*Records provided*.
//! Car configuration.
//!
//! Dimensions, suspension and driving parameters for a four-wheeled raycast
//! vehicle. Defaults describe the demo's sports car; alternative cars can be
//! loaded from JSON since every struct is `serde`-deserializable with defaults
//! for missing fields.

use glam::Vec3;
use serde::{Deserialize, Serialize};

use crate::error::{Result, ensure_finite, ensure_in_range, ensure_positive};

/// Number of wheels on the rig.
pub const WHEEL_COUNT: usize = 4;

/// Steerable wheel indices (front left, front right).
pub const FRONT_WHEELS: [usize; 2] = [0, 1];

/// Driven wheel indices (rear left, rear right).
pub const REAR_WHEELS: [usize; 2] = [2, 3];

/// Complete description of a car.
#[derive(Clone, Debug, PartialEq, Serialize, Deserialize)]
#[serde(default)]
pub struct CarConfig {
    /// Display name.
    pub name: String,
    /// Body and wheel geometry.
    pub dimensions: CarDimensions,
    /// Chassis rigid body parameters.
    pub chassis: ChassisPhysics,
    /// Per-wheel suspension parameters (shared by all four wheels).
    pub wheels: WheelSuspension,
    /// Driver-facing parameters.
    pub driving: DrivingConfig,
    /// Ground-level spawn point; the chassis is raised by
    /// [`CarConfig::chassis_y_offset`] above it.
    pub spawn: Vec3,
}

impl Default for CarConfig {
    fn default() -> Self {
        Self {
            name: "Porsche 911 GT2".to_string(),
            dimensions: CarDimensions::default(),
            chassis: ChassisPhysics::default(),
            wheels: WheelSuspension::default(),
            driving: DrivingConfig::default(),
            spawn: Vec3::ZERO,
        }
    }
}

/// Body and wheel geometry in meters. Forward is -Z, right is +X.
#[derive(Clone, Debug, PartialEq, Serialize, Deserialize)]
#[serde(default)]
pub struct CarDimensions {
    /// Chassis box size (width, height, length).
    pub chassis_size: Vec3,
    pub wheel_radius: f32,
    pub wheel_width: f32,
    /// Distance between the front and rear axles.
    pub wheelbase: f32,
    /// Track width parameter. Wheels sit at `±track_width / 4`, so the left
    /// and right connection lines are `track_width / 2` apart.
    pub track_width: f32,
    /// Extra Z offset applied to the front axle.
    pub front_offset: f32,
    /// Extra Z offset applied to the rear axle.
    pub back_offset: f32,
    /// Y of the wheel connection points relative to the chassis center.
    pub connection_height: f32,
}

impl Default for CarDimensions {
    fn default() -> Self {
        Self {
            chassis_size: Vec3::new(1.65, 1.33, 4.1),
            wheel_radius: 0.3,
            wheel_width: 0.25,
            wheelbase: 2.5,
            track_width: 3.6,
            front_offset: -0.06,
            back_offset: -0.09,
            connection_height: -0.2,
        }
    }
}

/// Chassis rigid body parameters.
#[derive(Clone, Debug, PartialEq, Serialize, Deserialize)]
#[serde(default)]
pub struct ChassisPhysics {
    /// Mass in kg.
    pub mass: f32,
    pub linear_damping: f32,
    pub angular_damping: f32,
    pub allow_sleep: bool,
}

impl Default for ChassisPhysics {
    fn default() -> Self {
        Self {
            mass: 1500.0,
            linear_damping: 0.0,
            angular_damping: 0.4,
            allow_sleep: false,
        }
    }
}

/// Raycast wheel suspension parameters.
#[derive(Clone, Debug, PartialEq, Serialize, Deserialize)]
#[serde(default)]
pub struct WheelSuspension {
    pub suspension_stiffness: f32,
    pub suspension_rest_length: f32,
    /// Tire grip coefficient; lateral force is limited to `friction_slip * load`.
    pub friction_slip: f32,
    pub damping_relaxation: f32,
    pub damping_compression: f32,
    pub max_suspension_force: f32,
    /// Scales the height at which side forces act (0 = at the chassis center).
    pub roll_influence: f32,
    pub max_suspension_travel: f32,
    /// Wheel spin rate used while sliding, in rad/s.
    pub custom_sliding_rotational_speed: f32,
    pub use_custom_sliding_rotational_speed: bool,
}

impl Default for WheelSuspension {
    fn default() -> Self {
        Self {
            suspension_stiffness: 100.0,
            suspension_rest_length: 0.2,
            friction_slip: 3.0,
            damping_relaxation: 1.0,
            damping_compression: 1.4,
            max_suspension_force: 100_000.0,
            roll_influence: 0.06,
            max_suspension_travel: 0.3,
            custom_sliding_rotational_speed: -30.0,
            use_custom_sliding_rotational_speed: true,
        }
    }
}

/// Driver-facing parameters.
#[derive(Clone, Debug, PartialEq, Serialize, Deserialize)]
#[serde(default)]
pub struct DrivingConfig {
    /// Force applied to each driven wheel while accelerating, in newtons.
    pub engine_force: f32,
    /// Steering limit in radians.
    pub max_steering_value: f32,
    /// Steering rate in rad/s. Self-centering runs at twice this rate.
    pub steering_speed: f32,
}

impl Default for DrivingConfig {
    fn default() -> Self {
        Self {
            engine_force: 4000.0,
            max_steering_value: 0.5,
            steering_speed: 1.0,
        }
    }
}

impl DrivingConfig {
    /// Validate the driving parameters.
    pub fn validate(&self) -> Result<()> {
        ensure_finite("driving.engine_force", self.engine_force)?;
        ensure_positive("driving.max_steering_value", self.max_steering_value)?;
        ensure_positive("driving.steering_speed", self.steering_speed)?;
        Ok(())
    }
}

impl CarConfig {
    /// Validate every parameter that would make the rig misbehave.
    pub fn validate(&self) -> Result<()> {
        let d = &self.dimensions;
        ensure_positive("dimensions.chassis_size.x", d.chassis_size.x)?;
        ensure_positive("dimensions.chassis_size.y", d.chassis_size.y)?;
        ensure_positive("dimensions.chassis_size.z", d.chassis_size.z)?;
        ensure_positive("dimensions.wheel_radius", d.wheel_radius)?;
        ensure_positive("dimensions.wheel_width", d.wheel_width)?;
        ensure_positive("dimensions.wheelbase", d.wheelbase)?;
        ensure_positive("dimensions.track_width", d.track_width)?;
        ensure_finite("dimensions.front_offset", d.front_offset)?;
        ensure_finite("dimensions.back_offset", d.back_offset)?;
        ensure_finite("dimensions.connection_height", d.connection_height)?;

        let c = &self.chassis;
        ensure_positive("chassis.mass", c.mass)?;
        ensure_in_range("chassis.linear_damping", c.linear_damping, 0.0, 1.0)?;
        ensure_in_range("chassis.angular_damping", c.angular_damping, 0.0, 1.0)?;

        let w = &self.wheels;
        ensure_positive("wheels.suspension_stiffness", w.suspension_stiffness)?;
        ensure_positive("wheels.suspension_rest_length", w.suspension_rest_length)?;
        ensure_positive("wheels.friction_slip", w.friction_slip)?;
        ensure_positive("wheels.damping_relaxation", w.damping_relaxation)?;
        ensure_positive("wheels.damping_compression", w.damping_compression)?;
        ensure_positive("wheels.max_suspension_force", w.max_suspension_force)?;
        ensure_in_range("wheels.roll_influence", w.roll_influence, 0.0, 1.0)?;
        ensure_positive("wheels.max_suspension_travel", w.max_suspension_travel)?;
        ensure_finite(
            "wheels.custom_sliding_rotational_speed",
            w.custom_sliding_rotational_speed,
        )?;

        self.driving.validate()?;

        ensure_finite("spawn.x", self.spawn.x)?;
        ensure_finite("spawn.y", self.spawn.y)?;
        ensure_finite("spawn.z", self.spawn.z)?;
        Ok(())
    }

    /// Height of the chassis center above the ground when resting on its wheels.
    pub fn chassis_y_offset(&self) -> f32 {
        self.dimensions.chassis_size.y / 2.0 + self.dimensions.wheel_radius
    }

    /// World position the chassis body is placed at on spawn and reset.
    pub fn spawn_position(&self) -> Vec3 {
        self.spawn + Vec3::Y * self.chassis_y_offset()
    }

    /// Chassis-local suspension connection point for a wheel.
    ///
    /// Indices 0 and 1 are the front axle, 2 and 3 the rear; even indices are
    /// on the left (-X).
    pub fn wheel_connection_point(&self, index: usize) -> Vec3 {
        let d = &self.dimensions;
        let z = if index < 2 {
            -d.wheelbase / 2.0 + d.front_offset
        } else {
            d.wheelbase / 2.0 + d.back_offset
        };
        let side = if index % 2 == 1 { 0.5 } else { -0.5 };
        Vec3::new(d.track_width / 2.0 * side, d.connection_height, z)
    }

    /// Connection points for all four wheels, in index order.
    pub fn wheel_connection_points(&self) -> [Vec3; WHEEL_COUNT] {
        std::array::from_fn(|i| self.wheel_connection_point(i))
    }
}

/// Whether a wheel index belongs to the steerable front axle.
pub fn is_front_wheel(index: usize) -> bool {
    FRONT_WHEELS.contains(&index)
}

#[cfg(test)]
mod tests {
    use super::*;
    use crate::error::ConfigError;

    #[test]
    fn test_default_is_valid() {
        CarConfig::default().validate().unwrap();
    }

    #[test]
    fn test_chassis_y_offset() {
        let config = CarConfig::default();
        assert!((config.chassis_y_offset() - (1.33 / 2.0 + 0.3)).abs() < 1e-6);
        let spawn = CarConfig {
            spawn: Vec3::new(2.0, 1.0, -3.0),
            ..Default::default()
        }
        .spawn_position();
        assert!((spawn - Vec3::new(2.0, 1.0 + 0.965, -3.0)).length() < 1e-5);
    }

    #[test]
    fn test_wheel_connection_points() {
        let config = CarConfig::default();
        let points = config.wheel_connection_points();

        // Front axle is ahead (-Z), rear axle behind.
        assert!((points[0].z - (-1.31)).abs() < 1e-5);
        assert!((points[2].z - 1.16).abs() < 1e-5);
        // Left wheels at -X, right wheels at +X.
        assert!((points[0].x + 0.9).abs() < 1e-5);
        assert!((points[1].x - 0.9).abs() < 1e-5);
        assert!((points[3].x - 0.9).abs() < 1e-5);
        assert!(points.iter().all(|p| (p.y + 0.2).abs() < 1e-6));
    }

    #[test]
    fn test_connection_lines_are_half_track_apart() {
        let config = CarConfig {
            dimensions: CarDimensions {
                track_width: 2.0,
                ..Default::default()
            },
            ..Default::default()
        };
        let points = config.wheel_connection_points();
        assert!((points[1].x - points[0].x - 1.0).abs() < 1e-6);
        assert!((points[3].x - points[2].x - 1.0).abs() < 1e-6);
    }

    #[test]
    fn test_rejects_non_positive_steering() {
        let mut config = CarConfig::default();
        config.driving.max_steering_value = 0.0;
        assert_eq!(
            config.validate(),
            Err(ConfigError::NotPositive {
                field: "driving.max_steering_value",
                value: 0.0
            })
        );
    }

    #[test]
    fn test_rejects_negative_radius() {
        let mut config = CarConfig::default();
        config.dimensions.wheel_radius = -0.3;
        assert!(matches!(
            config.validate(),
            Err(ConfigError::NotPositive {
                field: "dimensions.wheel_radius",
                ..
            })
        ));
    }

    #[test]
    fn test_partial_json_uses_defaults() {
        let config: CarConfig =
            serde_json::from_str(r#"{ "name": "Test", "driving": { "engine_force": 1500.0 } }"#)
                .unwrap();
        assert_eq!(config.name, "Test");
        assert_eq!(config.driving.engine_force, 1500.0);
        assert_eq!(config.driving.max_steering_value, 0.5);
        assert_eq!(config.wheels, WheelSuspension::default());
    }

    #[test]
    fn test_front_wheels() {
        assert!(is_front_wheel(0));
        assert!(is_front_wheel(1));
        assert!(!is_front_wheel(2));
        assert!(!is_front_wheel(3));
    }
}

*Work instructions*. Begin at the first line of the material and transcribe each line exactly. End with the line containing "pub const WHEEL_COUNT: usize = 4;", and give nothing else.

*Written solution*.
//! Car configuration.
//!
//! Dimensions, suspension and driving parameters for a four-wheeled raycast
//! vehicle. Defaults describe the demo's sports car; alternative cars can be
//! loaded from JSON since every struct is `serde`-deserializable with defaults
//! for missing fields.

use glam::Vec3;
use serde::{Deserialize, Serialize};

use crate::error::{Result, ensure_finite, ensure_in_range, ensure_positive};

/// Number of wheels on the rig.
pub const WHEEL_COUNT: usize = 4;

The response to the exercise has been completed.